Task objective: Output every record below exactly.
*** Opening of Source material ***
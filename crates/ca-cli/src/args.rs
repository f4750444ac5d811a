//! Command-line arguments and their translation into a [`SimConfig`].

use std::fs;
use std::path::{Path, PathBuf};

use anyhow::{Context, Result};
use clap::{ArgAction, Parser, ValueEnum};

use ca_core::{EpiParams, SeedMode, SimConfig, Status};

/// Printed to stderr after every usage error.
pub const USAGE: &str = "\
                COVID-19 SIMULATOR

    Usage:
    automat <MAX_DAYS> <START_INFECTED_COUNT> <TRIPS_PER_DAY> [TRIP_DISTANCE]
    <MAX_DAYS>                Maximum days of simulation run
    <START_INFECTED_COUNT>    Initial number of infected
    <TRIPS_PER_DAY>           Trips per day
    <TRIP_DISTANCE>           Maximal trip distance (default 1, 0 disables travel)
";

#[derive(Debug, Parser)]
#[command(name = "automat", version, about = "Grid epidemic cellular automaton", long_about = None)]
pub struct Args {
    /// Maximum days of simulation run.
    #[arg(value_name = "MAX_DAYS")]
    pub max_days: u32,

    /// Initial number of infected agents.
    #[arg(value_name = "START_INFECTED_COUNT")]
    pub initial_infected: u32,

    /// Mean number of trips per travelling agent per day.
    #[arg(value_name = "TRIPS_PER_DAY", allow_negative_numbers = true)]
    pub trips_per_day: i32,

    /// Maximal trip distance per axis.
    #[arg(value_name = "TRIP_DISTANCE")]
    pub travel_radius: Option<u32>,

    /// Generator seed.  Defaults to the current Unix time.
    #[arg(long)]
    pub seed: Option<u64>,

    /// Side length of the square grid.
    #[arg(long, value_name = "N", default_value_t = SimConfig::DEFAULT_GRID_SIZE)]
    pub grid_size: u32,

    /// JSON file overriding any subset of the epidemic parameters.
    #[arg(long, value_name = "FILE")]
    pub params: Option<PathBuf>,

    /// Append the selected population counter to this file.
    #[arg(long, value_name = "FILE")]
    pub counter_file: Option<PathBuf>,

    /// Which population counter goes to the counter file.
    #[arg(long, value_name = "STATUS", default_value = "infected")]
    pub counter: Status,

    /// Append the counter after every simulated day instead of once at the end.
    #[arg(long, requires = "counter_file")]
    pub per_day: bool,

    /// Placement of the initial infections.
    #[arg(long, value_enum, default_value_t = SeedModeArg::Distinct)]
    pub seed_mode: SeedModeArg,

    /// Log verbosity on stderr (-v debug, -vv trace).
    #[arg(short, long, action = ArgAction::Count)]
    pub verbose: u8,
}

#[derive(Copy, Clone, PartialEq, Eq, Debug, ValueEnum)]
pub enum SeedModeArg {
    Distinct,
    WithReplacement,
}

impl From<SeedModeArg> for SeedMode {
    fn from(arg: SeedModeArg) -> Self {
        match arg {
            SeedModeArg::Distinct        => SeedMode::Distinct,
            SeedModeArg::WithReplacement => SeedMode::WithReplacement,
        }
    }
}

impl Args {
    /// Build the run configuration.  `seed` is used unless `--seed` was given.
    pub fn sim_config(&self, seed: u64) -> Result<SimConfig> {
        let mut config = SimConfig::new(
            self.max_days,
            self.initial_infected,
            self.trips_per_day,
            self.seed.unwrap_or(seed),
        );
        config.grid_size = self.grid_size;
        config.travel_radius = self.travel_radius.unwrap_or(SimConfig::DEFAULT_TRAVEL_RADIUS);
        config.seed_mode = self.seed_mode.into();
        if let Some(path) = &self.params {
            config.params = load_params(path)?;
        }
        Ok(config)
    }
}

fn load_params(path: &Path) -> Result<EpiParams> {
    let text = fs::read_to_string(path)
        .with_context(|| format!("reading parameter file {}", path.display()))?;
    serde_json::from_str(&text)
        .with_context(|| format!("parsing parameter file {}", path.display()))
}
*** Close of Source material ***
Task answer:
filename crates/ca-cli/src/args.rs
repository f4750444ac5d811a
//! Command-line arguments and their translation into a [`SimConfig`].

use std::fs;
use std::path::{Path, PathBuf};

use anyhow::{Context, Result};
use clap::{ArgAction, Parser, ValueEnum};

use ca_core::{EpiParams, SeedMode, SimConfig, Status};

/// Printed to stderr after every usage error.
pub const USAGE: &str = "\
                COVID-19 SIMULATOR

    Usage:
    automat <MAX_DAYS> <START_INFECTED_COUNT> <TRIPS_PER_DAY> [TRIP_DISTANCE]
    <MAX_DAYS>                Maximum days of simulation run
    <START_INFECTED_COUNT>    Initial number of infected
    <TRIPS_PER_DAY>           Trips per day
    <TRIP_DISTANCE>           Maximal trip distance (default 1, 0 disables travel)
";

#[derive(Debug, Parser)]
#[command(name = "automat", version, about = "Grid epidemic cellular automaton", long_about = None)]
pub struct Args {
    /// Maximum days of simulation run.
    #[arg(value_name = "MAX_DAYS")]
    pub max_days: u32,

    /// Initial number of infected agents.
    #[arg(value_name = "START_INFECTED_COUNT")]
    pub initial_infected: u32,

    /// Mean number of trips per travelling agent per day.
    #[arg(value_name = "TRIPS_PER_DAY", allow_negative_numbers = true)]
    pub trips_per_day: i32,

    /// Maximal trip distance per axis.
    #[arg(value_name = "TRIP_DISTANCE")]
    pub travel_radius: Option<u32>,

    /// Generator seed.  Defaults to the current Unix time.
    #[arg(long)]
    pub seed: Option<u64>,

    /// Side length of the square grid.
    #[arg(long, value_name = "N", default_value_t = SimConfig::DEFAULT_GRID_SIZE)]
    pub grid_size: u32,

    /// JSON file overriding any subset of the epidemic parameters.
    #[arg(long, value_name = "FILE")]
    pub params: Option<PathBuf>,

    /// Append the selected population counter to this file.
    #[arg(long, value_name = "FILE")]
    pub counter_file: Option<PathBuf>,

    /// Which population counter goes to the counter file.
    #[arg(long, value_name = "STATUS", default_value = "infected")]
    pub counter: Status,

    /// Append the counter after every simulated day instead of once at the end.
    #[arg(long, requires = "counter_file")]
    pub per_day: bool,

    /// Placement of the initial infections.
    #[arg(long, value_enum, default_value_t = SeedModeArg::Distinct)]
    pub seed_mode: SeedModeArg,

    /// Log verbosity on stderr (-v debug, -vv trace).
    #[arg(short, long, action = ArgAction::Count)]
    pub verbose: u8,
}

#[derive(Copy, Clone, PartialEq, Eq, Debug, ValueEnum)]
pub enum SeedModeArg {
    Distinct,
    WithReplacement,
}

impl From<SeedModeArg> for SeedMode {
    fn from(arg: SeedModeArg) -> Self {
        match arg {
            SeedModeArg::Distinct        => SeedMode::Distinct,
            SeedModeArg::WithReplacement => SeedMode::WithReplacement,
        }
    }
}

impl Args {
    /// Build the run configuration.  `seed` is used unless `--seed` was given.
    pub fn sim_config(&self, seed: u64) -> Result<SimConfig> {
        let mut config = SimConfig::new(
            self.max_days,
            self.initial_infected,
            self.trips_per_day,
            self.seed.unwrap_or(seed),
        );
        config.grid_size = self.grid_size;
        config.travel_radius = self.travel_radius.unwrap_or(SimConfig::DEFAULT_TRAVEL_RADIUS);
        config.seed_mode = self.seed_mode.into();
        if let Some(path) = &self.params {
            config.params = load_params(path)?;
        }
        Ok(config)
    }
}

fn load_params(path: &Path) -> Result<EpiParams> {
    let text = fs::read_to_string(path)
        .with_context(|| format!("reading parameter file {}", path.display()))?;
    serde_json::from_str(&text)
        .with_context(|| format!("parsing parameter file {}", path.display()))
}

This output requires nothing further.